Arab League delegation arrives in Beirut to discuss Lebanon-Gulf crisis
An Arab League delegation has arrived in Beirut on Monday to discuss the diplomatic row between Lebanon and Saudi Arabia and its Gulf allies, which erupted late last month with no signs of deescalation.
Led by Secretary-General Deputy Hossam Zaki, the delegation is expected to meet with high-ranking Lebanese officials to try and find a way to ease the unprecedented crisis between Lebanon and the Gulf states.
"Arab relations are important for Lebanon and the Gulf states and I believe that the efforts we are making could go in a positive direction, and we hope that this is the starting point to overcome this crisis," Zaki said after meeting with Lebanese Prime Minister Najib Mikati.
He added that the Arab League's initiative also aimed to understand where Lebanon stands in the crisis and what it plans on doing.
Saudi Arabia, the UAE, Kuwait and Bahrain pulled their ambassadors from Beirut and stopped Lebanese imports, following comments made by Lebanese Information Minister George Kordahi who criticised the Saudi-led military intervention in Yemen.
Al-Araby Al-Jadeed, The New Arab’s sister site, has learned that some Lebanese ministers have begun discussing ways to compensate for the economic losses faced by the import ban in closed door meetings.

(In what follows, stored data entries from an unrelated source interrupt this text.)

// ==========================================
// 供应链网络优化系统 - 单次运行入口
// ==========================================
// 技术栈: Rust + SQLite + 线性规划 (good_lp/microlp)
// 用法: supply-chain-opt [run_id]
//       run_id 缺省时生成 UUID v4
// 语义: 发射后不管; 运行结果只通过 optimization_runs 状态对外,
//       本进程退出码不承载业务结果
// ==========================================

use supply_chain_opt::app::AppState;
use supply_chain_opt::config::AppConfig;
use supply_chain_opt::logging;
use uuid::Uuid;

fn main() {
    // 初始化日志系统
    logging::init();

    tracing::info!("==================================================");
    tracing::info!("{} - 单次运行入口", supply_chain_opt::APP_NAME);
    tracing::info!("系统版本: {}", supply_chain_opt::VERSION);
    tracing::info!("==================================================");

    // 运行ID: 调用方提供, 缺省时生成
    let run_id = std::env::args()
        .nth(1)
        .unwrap_or_else(|| Uuid::new_v4().to_string());

    // 获取数据库路径
    let config = AppConfig::from_env();
    tracing::info!("使用数据库: {}", config.db_path);

    // 创建AppState
    let app_state = AppState::new(config.db_path).expect("无法初始化AppState");

    // 执行运行; 所有阶段错误在编排器内部收敛为 FAILED 状态
    let report = app_state.runner.execute(&run_id);
    tracing::info!(
        run_id = %report.run_id,
        status = %report.status,
        total_cost = report.total_cost,
        "运行结束"
    );
}
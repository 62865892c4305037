// ==========================================
// 供应链网络优化系统 - 应用状态
// ==========================================
// 职责: 管理应用级别的共享状态和API实例
// 约定: 单连接 Arc<Mutex<Connection>> 注入各仓储,
//       不依赖进程级全局句柄
// ==========================================

use rusqlite::Connection;
use std::sync::{Arc, Mutex};

use crate::api::{AnalyticsApi, ResultApi, TriggerApi};
use crate::db;
use crate::engine::OptimizationRunner;
use crate::repository::{
    AnalyticsViewRepository, OptimalResultRepository, OptimizationRunRepository,
    RunQueueRepository,
};

/// 应用状态
///
/// 包含所有API实例和共享资源
pub struct AppState {
    /// 数据库路径
    pub db_path: String,

    /// 结果查询API
    pub result_api: Arc<ResultApi>,

    /// 分析视图API
    pub analytics_api: Arc<AnalyticsApi>,

    /// 运行触发API
    pub trigger_api: Arc<TriggerApi>,

    /// 运行编排器（供单次运行入口与队列工作单元使用）
    pub runner: Arc<OptimizationRunner>,

    /// 运行队列仓储（供队列工作单元使用）
    pub queue_repo: Arc<RunQueueRepository>,
}

impl AppState {
    /// 创建新的AppState实例
    ///
    /// # 参数
    /// - db_path: 数据库文件路径
    ///
    /// # 说明
    /// - 打开连接并应用统一 PRAGMA, 幂等初始化 schema
    pub fn new(db_path: String) -> Result<Self, Box<dyn std::error::Error>> {
        let conn = db::open_sqlite_connection(&db_path)?;
        db::init_schema(&conn)?;

        // schema 版本仅提示/告警, 不做自动迁移
        if let Some(version) = db::read_schema_version(&conn)? {
            if version != db::CURRENT_SCHEMA_VERSION {
                tracing::warn!(
                    version,
                    expected = db::CURRENT_SCHEMA_VERSION,
                    "schema 版本与当前代码不一致"
                );
            }
        }

        let conn = Arc::new(Mutex::new(conn));

        let run_repo = Arc::new(OptimizationRunRepository::from_connection(conn.clone()));
        let result_repo = Arc::new(OptimalResultRepository::from_connection(conn.clone()));
        let analytics_repo = Arc::new(AnalyticsViewRepository::from_connection(conn.clone()));
        let queue_repo = Arc::new(RunQueueRepository::from_connection(conn.clone()));

        Ok(Self {
            db_path,
            result_api: Arc::new(ResultApi::new(run_repo, result_repo)),
            analytics_api: Arc::new(AnalyticsApi::new(analytics_repo)),
            trigger_api: Arc::new(TriggerApi::new(queue_repo.clone())),
            runner: Arc::new(OptimizationRunner::from_connection(conn)),
            queue_repo,
        })
    }
}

Blocking Lebanese imports has dealt another economic blow to the country already its in worst ever crisis. The UAE and Saudi Arabia are Lebanon’s second and third largest export markets, respectively.
A source close to Mikati told Al-Araby Al-Jadeed that "the crisis is difficult and its solution will not be that easy, but every step or effort to address it we look at with hope, because there are parties that stand by Lebanon and continue to help it, whether American, French, European or Arab," adding that it was looking positively to Monday’s visit.
Qatar's foreign minister is also expected to visit Lebanon to help solve the crisis, but no date has yet been set. Unlike its Gulf neighbours, Doha did not recall its ambassador from Beirut.
Lebanon's relations with its once strong Gulf allies have taken a hit in recent years due to what Riyadh considers to be Hezbollah's growing influence in the country.
Hezbollah, the Shia paramilitary group backed by Iran, is designated a terrorist organisation by the Gulf Cooperation Council. The militant group is also supporting Houthi rebels in Yemen, which the Saudis have been battling since 2015.